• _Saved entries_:
--
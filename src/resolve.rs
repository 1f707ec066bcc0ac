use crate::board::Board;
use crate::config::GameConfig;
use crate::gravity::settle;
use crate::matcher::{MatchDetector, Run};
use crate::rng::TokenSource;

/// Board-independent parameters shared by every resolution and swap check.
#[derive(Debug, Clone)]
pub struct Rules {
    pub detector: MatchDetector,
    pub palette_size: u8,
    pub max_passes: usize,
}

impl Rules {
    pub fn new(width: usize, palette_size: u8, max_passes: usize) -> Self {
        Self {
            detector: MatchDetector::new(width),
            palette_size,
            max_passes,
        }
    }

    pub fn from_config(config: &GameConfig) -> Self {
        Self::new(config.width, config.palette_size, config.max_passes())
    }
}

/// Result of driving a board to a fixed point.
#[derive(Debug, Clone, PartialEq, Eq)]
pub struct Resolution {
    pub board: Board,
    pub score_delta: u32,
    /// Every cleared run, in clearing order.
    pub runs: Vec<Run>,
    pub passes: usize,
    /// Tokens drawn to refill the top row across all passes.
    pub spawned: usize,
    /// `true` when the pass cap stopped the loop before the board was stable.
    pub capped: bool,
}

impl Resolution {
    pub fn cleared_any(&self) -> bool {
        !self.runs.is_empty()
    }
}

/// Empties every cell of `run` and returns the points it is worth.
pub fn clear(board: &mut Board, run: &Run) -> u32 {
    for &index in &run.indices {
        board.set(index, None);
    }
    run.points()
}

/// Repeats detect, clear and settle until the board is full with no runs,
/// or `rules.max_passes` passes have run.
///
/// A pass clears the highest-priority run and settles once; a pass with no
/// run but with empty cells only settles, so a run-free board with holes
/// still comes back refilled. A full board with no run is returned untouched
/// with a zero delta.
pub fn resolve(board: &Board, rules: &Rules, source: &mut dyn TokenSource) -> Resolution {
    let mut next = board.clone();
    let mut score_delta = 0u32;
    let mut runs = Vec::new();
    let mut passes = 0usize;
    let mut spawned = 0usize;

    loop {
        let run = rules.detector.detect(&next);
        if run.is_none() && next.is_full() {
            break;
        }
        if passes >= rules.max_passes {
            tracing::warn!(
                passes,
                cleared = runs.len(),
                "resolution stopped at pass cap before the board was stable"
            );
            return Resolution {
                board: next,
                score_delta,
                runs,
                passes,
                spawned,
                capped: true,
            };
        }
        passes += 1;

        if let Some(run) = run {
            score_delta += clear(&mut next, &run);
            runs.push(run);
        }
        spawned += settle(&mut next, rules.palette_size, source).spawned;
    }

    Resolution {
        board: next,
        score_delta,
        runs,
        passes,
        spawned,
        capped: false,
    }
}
--
• _PROBLEM TO WORK ON_:
Retype the records above from the very first line down to the line with "is returned untouched", keeping both of those lines. Include nothing beyond them.

• _ANSWER FOR THE TASK_:
filename src/resolve.rs
repository 1f707ec066bcc0ac
use crate::board::Board;
use crate::config::GameConfig;
use crate::gravity::settle;
use crate::matcher::{MatchDetector, Run};
use crate::rng::TokenSource;

/// Board-independent parameters shared by every resolution and swap check.
#[derive(Debug, Clone)]
pub struct Rules {
    pub detector: MatchDetector,
    pub palette_size: u8,
    pub max_passes: usize,
}

impl Rules {
    pub fn new(width: usize, palette_size: u8, max_passes: usize) -> Self {
        Self {
            detector: MatchDetector::new(width),
            palette_size,
            max_passes,
        }
    }

    pub fn from_config(config: &GameConfig) -> Self {
        Self::new(config.width, config.palette_size, config.max_passes())
    }
}

/// Result of driving a board to a fixed point.
#[derive(Debug, Clone, PartialEq, Eq)]
pub struct Resolution {
    pub board: Board,
    pub score_delta: u32,
    /// Every cleared run, in clearing order.
    pub runs: Vec<Run>,
    pub passes: usize,
    /// Tokens drawn to refill the top row across all passes.
    pub spawned: usize,
    /// `true` when the pass cap stopped the loop before the board was stable.
    pub capped: bool,
}

impl Resolution {
    pub fn cleared_any(&self) -> bool {
        !self.runs.is_empty()
    }
}

/// Empties every cell of `run` and returns the points it is worth.
pub fn clear(board: &mut Board, run: &Run) -> u32 {
    for &index in &run.indices {
        board.set(index, None);
    }
    run.points()
}

/// Repeats detect, clear and settle until the board is full with no runs,
/// or `rules.max_passes` passes have run.
///
/// A pass clears the highest-priority run and settles once; a pass with no
/// run but with empty cells only settles, so a run-free board with holes
/// still comes back refilled. A full board with no run is returned untouched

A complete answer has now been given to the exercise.